This is just a quick draft that I’ll expand later with some concrete examples.
For simplicity I’ll use “thread” here in a sense that is synonymous with “process” or “task”, in that it’s simply a concurrent path of execution, using whatever ready mechanism is provided by your chose programming-language.
Many developers, even those with substantial experience, often turn to “multi-threaded” methods in their designs to handle the scaling-out of their program’s workloads. I submit that in the context of an application whose workload may scale up by many orders-of-magnitude, this ought to be approached in a more circumspect way.
In such cases, allocating your program’s work to more threads on a per-user-request basis, can be counter-productive. I’ll explain with a simplistic example..
Let’s say your program is public-facing and is intended to serve users who logon and make requests. You have already dedicated threads to such major areas as the UI and writing a log. Now, when each user comes on and needs your program to serve er requests, you spawn a new thread that is dedicated to that logged-on user, and retire it afterward. Let’s also assume that you have already optimized this somewhat by using a thread-pool, to avoid the overhead of creating and destroying thread-objects for each user-logon.
The problem, here, is that regardless of what CPU your program is running on, you only have but just so many CPU-cores and thus just so many threads that can run concurrently.
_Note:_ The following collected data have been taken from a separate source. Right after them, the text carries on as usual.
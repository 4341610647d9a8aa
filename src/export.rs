//! Flattens a comparison day into the text grid printed in the overview document.

use std::io;

use crate::compare::{AlignedPoint, DayTable};
use crate::route::Route;
use crate::time::format_optional;

pub type Grid = Vec<Vec<String>>;

/// Column titles: the primary route, then each reference route by number.
pub fn route_labels(routes: &[Route]) -> Vec<String> {
    (0..routes.len())
        .map(|idx| match idx {
            0 => "Planned".to_string(),
            n => format!("Reference {n}"),
        })
        .collect()
}

/// What a cell shows for one route at one point: the departure for the first waypoint of a
/// day, otherwise the arrival with any rest noted.
fn time_cell(point: &AlignedPoint) -> String {
    let waypoint = &point.waypoint;
    if point.opens_day {
        return format_optional(waypoint.depart);
    }

    match waypoint.arrive {
        Some(arrive) if waypoint.rest > 0 => format!("{arrive} (rest {}')", waypoint.rest),
        arrive => format_optional(arrive),
    }
}

fn duration_cell(point: &AlignedPoint) -> String {
    format!("{}'", point.waypoint.duration)
}

impl DayTable {
    /// Header, team size and weather rows, then per point a time row and a travel row.
    /// The travel row after the last point is left out.
    pub fn to_grid(&self, routes: &[Route]) -> Grid {
        let mut grid: Grid = vec![
            std::iter::once(String::new()).chain(route_labels(routes)).collect(),
            std::iter::once("Team size".to_string())
                .chain(routes.iter().map(|r| r.team_size.to_string()))
                .collect(),
            std::iter::once("Weather".to_string())
                .chain(routes.iter().map(|r| r.weather.clone()))
                .collect(),
        ];

        for row in &self.rows {
            let cells = |render: fn(&AlignedPoint) -> String| {
                row.per_route
                    .iter()
                    .map(move |p| p.as_ref().map(render).unwrap_or_default())
            };

            grid.push(std::iter::once(row.point_label.clone()).chain(cells(time_cell)).collect());
            grid.push(std::iter::once(String::new()).chain(cells(duration_cell)).collect());
        }

        if !self.rows.is_empty() {
            grid.pop();
        }
        grid
    }
}

/// Writes a grid as CSV. Rows may differ in length.
pub fn write_csv<W: io::Write>(grid: &Grid, out: W) -> Result<(), csv::Error> {
    let mut writer = csv::WriterBuilder::new().flexible(true).from_writer(out);
    for row in grid {
        writer.write_record(row)?;
    }
    writer.flush()?;
    Ok(())
}

#[cfg(test)]
mod tests {
    use super::*;
    use crate::compare::ComparisonRow;
    use crate::time::TimeOfDay;
    use crate::waypoint::Waypoint;

    fn aligned(route: &str, arrive: &str, depart: &str, rest: i32, opens_day: bool) -> AlignedPoint {
        AlignedPoint {
            waypoint: Waypoint {
                arrive: TimeOfDay::parse(arrive),
                depart: TimeOfDay::parse(depart),
                duration: 40,
                rest,
                ..Waypoint::new("w", "W")
            },
            date: "d".into(),
            route_id: route.into(),
            opens_day,
        }
    }

    fn routes() -> Vec<Route> {
        let mut main = Route::new("main");
        main.weather = "sunny".into();
        let mut other = Route::new("other");
        other.team_size = 4;
        vec![main, other]
    }

    fn day() -> DayTable {
        DayTable {
            day: "Day 1".into(),
            rows: vec![
                ComparisonRow {
                    point_label: "Trailhead".into(),
                    per_route: vec![
                        Some(aligned("main", "", "08:00", 0, true)),
                        Some(aligned("other", "", "07:40", 0, true)),
                    ],
                },
                ComparisonRow {
                    point_label: "Hut".into(),
                    per_route: vec![Some(aligned("main", "08:40", "09:00", 20, false)), None],
                },
            ],
        }
    }

    #[test]
    fn grid_matches_document_layout() {
        let grid = day().to_grid(&routes());

        assert_eq!(grid[0], ["", "Planned", "Reference 1"]);
        assert_eq!(grid[1], ["Team size", "1", "4"]);
        assert_eq!(grid[2], ["Weather", "sunny", ""]);
        assert_eq!(grid[3], ["Trailhead", "08:00", "07:40"]);
        assert_eq!(grid[4], ["", "40'", "40'"]);
        assert_eq!(grid[5], ["Hut", "08:40 (rest 20')", ""]);
        assert_eq!(grid.len(), 6);
    }

    #[test]
    fn csv_output_is_quoted_where_needed() {
        let grid = vec![
            vec!["a".to_string(), "b,c".to_string()],
            vec!["d".to_string()],
        ];
        let mut out = Vec::new();
        write_csv(&grid, &mut out).unwrap();

        assert_eq!(String::from_utf8(out).unwrap(), "a,\"b,c\"\nd\n");
    }
}
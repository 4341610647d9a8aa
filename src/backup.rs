use serde::{Deserialize, Serialize};

use crate::error::ImportError;
use crate::mapping::RoutesMapping;
use crate::route::Route;

/// Everything needed to restore a planning session: the routes and the mapping between them.
#[derive(Debug, Clone, PartialEq, Eq, Serialize, Deserialize)]
#[serde(rename_all = "camelCase")]
pub struct Backup {
    pub routes: Vec<Route>,
    #[serde(default)]
    pub routes_mapping: RoutesMapping,
}

impl Backup {
    pub fn to_json(&self) -> Result<String, ImportError> {
        Ok(serde_json::to_string_pretty(self)?)
    }

    /// Parses a backup. The routes are not validated here; that happens when the backup
    /// is loaded into a planner.
    pub fn from_json(json: &str) -> Result<Self, ImportError> {
        Ok(serde_json::from_str(json)?)
    }
}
Your server might be running an Intel i7 that has 4 cores and 8 threads available (at most – many will also be allocated to the operating system and it’s many subsystems). What will happen if 900 users suddenly want to logon and make requests? 1-3 of them may get served fairly quickly, and then the rest are to some degree frozen, their processing-threads blocked while awaiting the others to complete. If these block awaiting access to low-level resources such as the disk or database, you may have race-conditions, or a massive logjam that fails completely.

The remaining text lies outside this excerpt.